**What this task involves:**
Return each line exactly as written. Begin with the first line of the entries and end with the line that has "use tracing_subscriber::filter::ParseError;".

________________________________________

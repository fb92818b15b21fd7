//! # Logging Setup
//!
//! Log lines go to stdout and, when a log path is set, are appended to that
//! file as well (without ANSI colors). The filter directive comes from the
//! config; `RUST_LOG` overrides it.

use crate::config::LoggingConfig;
use std::fs::{self, File, OpenOptions};
use std::path::{Path, PathBuf};
use std::sync::Mutex;
use thiserror::Error;
use tracing_subscriber::filter::ParseError;
use tracing_subscriber::prelude::*;
use tracing_subscriber::util::TryInitError;
use tracing_subscriber::{fmt, EnvFilter};

#[derive(Error, Debug)]
pub enum LoggingError {
    #[error("invalid log filter: {0}")]
    Filter(#[from] ParseError),

    #[error("failed to open log file {path}: {source}")]
    Io {
        path: PathBuf,
        #[source]
        source: std::io::Error,
    },

    #[error("logger already initialized: {0}")]
    Init(#[from] TryInitError),
}

/// Filter from `RUST_LOG` when set and valid, else from `level`.
pub fn env_filter(level: &str) -> Result<EnvFilter, LoggingError> {
    match EnvFilter::try_from_default_env() {
        Ok(filter) => Ok(filter),
        Err(_) => Ok(EnvFilter::try_new(level)?),
    }
}

/// Open `path` for appending, creating it and its parent directories.
pub fn open_log_file(path: &Path) -> Result<File, LoggingError> {
    let io_error = |source| LoggingError::Io {
        path: path.to_path_buf(),
        source,
    };
    if let Some(parent) = path.parent().filter(|p| !p.as_os_str().is_empty()) {
        fs::create_dir_all(parent).map_err(io_error)?;
    }
    OpenOptions::new()
        .create(true)
        .append(true)
        .open(path)
        .map_err(io_error)
}

/// Install the global subscriber.
pub fn init(config: &LoggingConfig) -> Result<(), LoggingError> {
    let filter = env_filter(&config.level)?;
    let file_layer = match &config.path {
        Some(path) => Some(
            fmt::layer()
                .with_ansi(false)
                .with_writer(Mutex::new(open_log_file(path)?)),
        ),
        None => None,
    };

    tracing_subscriber::registry()
        .with(filter)
        .with(fmt::layer())
        .with(file_layer)
        .try_init()?;
    Ok(())
}
//! # Canvas Compositing
//!
//! Pixel-level building blocks for a frame: a panel-sized RGBA canvas, alpha
//! compositing of overlays, recoloring of single-tint artwork, text drawing,
//! and the final conversion to a palette-indexed raster.

use crate::layout::{
    fit, FittedText, LayoutError, Rectangle, Typeface, VerticalAlign, MAX_FONT_SIZE,
};
use crate::palette::{ColorMode, Palette};
use crate::{PANEL_HEIGHT, PANEL_WIDTH};
use image::{imageops, Pixel, Rgba, RgbaImage};

/// A panel-sized RGBA working surface
pub type Canvas = RgbaImage;

/// New panel-sized canvas filled with white (light mode) or black (dark mode).
pub fn create_background(mode: ColorMode) -> Canvas {
    RgbaImage::from_pixel(PANEL_WIDTH, PANEL_HEIGHT, mode.background())
}

/// Replace the RGB of every non-transparent pixel with `color`, keeping each
/// pixel's own alpha. Fully transparent pixels are left as they are.
pub fn recolor(mut image: RgbaImage, color: Rgba<u8>) -> RgbaImage {
    for pixel in image.pixels_mut() {
        if pixel[3] != 0 {
            *pixel = Rgba([color[0], color[1], color[2], pixel[3]]);
        }
    }
    image
}

/// Alpha-composite `overlay` onto `base` with its top-left corner at `position`.
///
/// The overlay's own alpha is the blend mask. Parts falling outside `base` are
/// clipped.
pub fn merge(mut base: RgbaImage, overlay: &RgbaImage, position: (i64, i64)) -> RgbaImage {
    imageops::overlay(&mut base, overlay, position.0, position.1);
    base
}

/// Draw `text` at a previously fitted position.
pub fn draw_text<T: Typeface + ?Sized>(
    canvas: &mut Canvas,
    face: &T,
    text: &str,
    fitted: &FittedText,
    color: Rgba<u8>,
) {
    let (width, height) = canvas.dimensions();
    face.rasterize(text, fitted.size, (fitted.x, fitted.y), &mut |x, y, coverage| {
        if x < 0 || y < 0 || x >= width as i32 || y >= height as i32 {
            return;
        }
        let alpha = (coverage.clamp(0.0, 1.0) * f32::from(color[3])).round() as u8;
        if alpha == 0 {
            return;
        }
        canvas
            .get_pixel_mut(x as u32, y as u32)
            .blend(&Rgba([color[0], color[1], color[2], alpha]));
    });
}

/// Fit `text` into `rect` and draw it.
pub fn place_text_in_rectangle<T: Typeface + ?Sized>(
    canvas: &mut Canvas,
    face: &T,
    rect: Rectangle,
    text: &str,
    color: Rgba<u8>,
    align: VerticalAlign,
) -> Result<FittedText, LayoutError> {
    let fitted = fit(face, rect, text, align, MAX_FONT_SIZE)?;
    draw_text(canvas, face, text, &fitted, color);
    Ok(fitted)
}

/// A palette-indexed raster, the format handed to display sinks.
#[derive(Clone, Debug, PartialEq, Eq)]
pub struct IndexedImage {
    width: u32,
    height: u32,
    indices: Vec<u8>,
    palette: Palette,
}

impl IndexedImage {
    /// Build from row-major palette indices.
    ///
    /// Returns `None` when the index count does not match the dimensions.
    pub fn from_indices(
        width: u32,
        height: u32,
        indices: Vec<u8>,
        palette: Palette,
    ) -> Option<Self> {
        if indices.len() != (width as usize) * (height as usize) {
            return None;
        }
        Some(Self {
            width,
            height,
            indices,
            palette,
        })
    }

    pub fn width(&self) -> u32 {
        self.width
    }

    pub fn height(&self) -> u32 {
        self.height
    }

    pub fn palette(&self) -> &Palette {
        &self.palette
    }

    /// Row-major palette indices
    pub fn indices(&self) -> &[u8] {
        &self.indices
    }

    /// Palette index at `(x, y)`, or `None` outside the image.
    pub fn index_at(&self, x: u32, y: u32) -> Option<u8> {
        if x >= self.width || y >= self.height {
            return None;
        }
        self.indices.get((y * self.width + x) as usize).copied()
    }

    /// Rotate by 180°: `(x, y)` moves to `(W-1-x, H-1-y)`.
    ///
    /// For a row-major raster this is exactly a reversal of the index buffer.
    pub fn flip180(mut self) -> Self {
        self.indices.reverse();
        self
    }

    /// Expand back to RGB through the palette.
    pub fn to_rgb(&self) -> image::RgbImage {
        image::RgbImage::from_fn(self.width, self.height, |x, y| {
            let index = self.indices[(y * self.width + x) as usize];
            image::Rgb(self.palette.get(index))
        })
    }
}

/// Map every pixel to the nearest of the palette's three semantic colors.
///
/// Distance is squared RGB distance; ties resolve to the lower index. Alpha is
/// ignored, the canvas is opaque by construction.
pub fn quantize(canvas: &Canvas, palette: &Palette) -> IndexedImage {
    let colors = palette.colors();
    let indices = canvas
        .pixels()
        .map(|pixel| nearest_index(colors, [pixel[0], pixel[1], pixel[2]]))
        .collect();
    IndexedImage {
        width: canvas.width(),
        height: canvas.height(),
        indices,
        palette: palette.clone(),
    }
}

fn nearest_index(colors: &[[u8; 3]], rgb: [u8; 3]) -> u8 {
    let distance = |c: &[u8; 3]| -> u32 {
        c.iter()
            .zip(rgb.iter())
            .map(|(&a, &b)| {
                let d = i32::from(a) - i32::from(b);
                (d * d) as u32
            })
            .sum()
    };
    colors
        .iter()
        .enumerate()
        .min_by_key(|&(index, color)| (distance(color), index))
        .map(|(index, _)| index as u8)
        .unwrap_or(0)
}
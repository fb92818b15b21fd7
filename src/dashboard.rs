//! # Dashboard Controller
//!
//! Wires data sources, the view renderer, the rotation scheduler and a display
//! sink into the two supervised units:
//!
//! - **data collection**: refresh every data source
//! - **display refresh**: collect the views of every source, pick the next one,
//!   render it, hand it to the sink and only then record it as shown
//!
//! The display tick never awaits, so it always sees the data of one complete
//! refresh.

use crate::compositor::IndexedImage;
use crate::display::{DisplaySink, SinkError};
use crate::layout::Typeface;
use crate::render::{RenderError, ViewRenderer};
use crate::rotation::RotationScheduler;
use crate::supervisor::{supervise, Unit, RESTART_DELAY};
use crate::ViewData;
use std::sync::atomic::AtomicBool;
use std::time::Duration;
use thiserror::Error;
use tracing::{debug, info, warn};

/// Errors from refreshing a data source.
#[derive(Error, Debug)]
pub enum DataSourceError {
    /// Request failed, timed out or returned a non-success status
    #[error("HTTP error: {0}")]
    Http(#[from] reqwest::Error),

    /// Entity state is missing, null or not a string
    #[error("invalid state for {entity_id}: {state}")]
    InvalidState { entity_id: String, state: String },
}

/// Failure of one supervised tick.
#[derive(Error, Debug)]
pub enum TickError {
    #[error("data refresh failed")]
    DataSource(#[from] DataSourceError),

    #[error("rendering failed")]
    Render(#[from] RenderError),

    #[error("display update failed")]
    Sink(#[from] SinkError),
}

/// A module that polls some backend and turns its state into views.
#[allow(async_fn_in_trait)]
pub trait DataSource {
    /// Name used in log lines
    fn name(&self) -> &str;

    /// Poll the backend and replace the module's cached state.
    async fn refresh(&self) -> Result<(), DataSourceError>;

    /// Views for the current cached state, possibly empty.
    fn current_views(&self) -> Vec<ViewData>;
}

/// Refreshes every data source, stopping at the first failure.
pub struct DataCollection<'a, M> {
    modules: &'a [M],
    interval: Duration,
}

impl<'a, M: DataSource> DataCollection<'a, M> {
    pub fn new(modules: &'a [M], interval: Duration) -> Self {
        Self { modules, interval }
    }

    pub async fn refresh_all(&self) -> Result<(), TickError> {
        for module in self.modules {
            debug!(module = module.name(), "Refreshing module");
            module.refresh().await?;
        }
        Ok(())
    }
}

impl<M: DataSource> Unit for DataCollection<'_, M> {
    type Error = TickError;

    fn name(&self) -> &str {
        "data collection"
    }

    fn interval(&self) -> Duration {
        self.interval
    }

    async fn tick(&mut self) -> Result<(), TickError> {
        self.refresh_all().await
    }
}

/// Picks, renders and presents the next view.
pub struct DisplayRefresh<'a, M, T: Typeface, K> {
    modules: &'a [M],
    renderer: &'a ViewRenderer<T>,
    sink: &'a mut K,
    rotation: &'a mut RotationScheduler,
    interval: Duration,
}

impl<'a, M, T, K> DisplayRefresh<'a, M, T, K>
where
    M: DataSource,
    T: Typeface,
    K: DisplaySink,
{
    pub fn new(
        modules: &'a [M],
        renderer: &'a ViewRenderer<T>,
        sink: &'a mut K,
        rotation: &'a mut RotationScheduler,
        interval: Duration,
    ) -> Self {
        Self {
            modules,
            renderer,
            sink,
            rotation,
            interval,
        }
    }

    /// Show the next view. `Ok(None)` when no module has anything to show.
    ///
    /// The view is recorded as shown only after the sink accepted it, so a
    /// failed render or present is retried with the same view.
    pub fn show_next(&mut self) -> Result<Option<ViewData>, TickError> {
        let candidates: Vec<ViewData> = self
            .modules
            .iter()
            .flat_map(|module| module.current_views())
            .collect();

        let Some(view) = self.rotation.peek_next(&candidates) else {
            warn!("No views to display, skipping update");
            return Ok(None);
        };

        let frame: IndexedImage = self.renderer.render(view)?;
        self.sink.present(&frame)?;

        info!(kind = view.kind(), candidates = candidates.len(), "Displayed view");
        self.rotation.commit(view.clone());
        Ok(Some(view.clone()))
    }
}

impl<M, T, K> Unit for DisplayRefresh<'_, M, T, K>
where
    M: DataSource,
    T: Typeface,
    K: DisplaySink,
{
    type Error = TickError;

    fn name(&self) -> &str {
        "display refresh"
    }

    fn interval(&self) -> Duration {
        self.interval
    }

    async fn tick(&mut self) -> Result<(), TickError> {
        self.show_next().map(|_| ())
    }
}

/// The whole service: data sources, renderer, sink and rotation state.
pub struct Dashboard<M, T: Typeface, K> {
    modules: Vec<M>,
    renderer: ViewRenderer<T>,
    sink: K,
    rotation: RotationScheduler,
    data_interval: Duration,
    view_interval: Duration,
    restart_delay: Duration,
}

impl<M, T, K> Dashboard<M, T, K>
where
    M: DataSource,
    T: Typeface,
    K: DisplaySink,
{
    pub fn new(
        modules: Vec<M>,
        renderer: ViewRenderer<T>,
        sink: K,
        data_interval: Duration,
        view_interval: Duration,
    ) -> Self {
        Self {
            modules,
            renderer,
            sink,
            rotation: RotationScheduler::new(),
            data_interval,
            view_interval,
            restart_delay: RESTART_DELAY,
        }
    }

    pub fn with_restart_delay(mut self, delay: Duration) -> Self {
        self.restart_delay = delay;
        self
    }

    pub fn sink(&self) -> &K {
        &self.sink
    }

    pub fn modules(&self) -> &[M] {
        &self.modules
    }

    /// Refresh every data source once.
    pub async fn refresh_data(&self) -> Result<(), TickError> {
        DataCollection::new(&self.modules, self.data_interval)
            .refresh_all()
            .await
    }

    /// Run one display tick outside the supervisor.
    pub fn show_next(&mut self) -> Result<Option<ViewData>, TickError> {
        DisplayRefresh::new(
            &self.modules,
            &self.renderer,
            &mut self.sink,
            &mut self.rotation,
            self.view_interval,
        )
        .show_next()
    }

    /// Run both units until `running` is cleared.
    pub async fn run(&mut self, running: &AtomicBool) {
        let mut data = DataCollection::new(&self.modules, self.data_interval);
        let mut display = DisplayRefresh::new(
            &self.modules,
            &self.renderer,
            &mut self.sink,
            &mut self.rotation,
            self.view_interval,
        );

        tokio::join!(
            supervise(&mut data, running, self.restart_delay),
            supervise(&mut display, running, self.restart_delay),
        );
    }
}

________________________________________

**Reply to the exercise:**
repository fb92818b15b21fd7
//! # Logging Setup
//!
//! Log lines go to stdout and, when a log path is set, are appended to that
//! file as well (without ANSI colors). The filter directive comes from the
//! config; `RUST_LOG` overrides it.

use crate::config::LoggingConfig;
use std::fs::{self, File, OpenOptions};
use std::path::{Path, PathBuf};
use std::sync::Mutex;
use thiserror::Error;
use tracing_subscriber::filter::ParseError;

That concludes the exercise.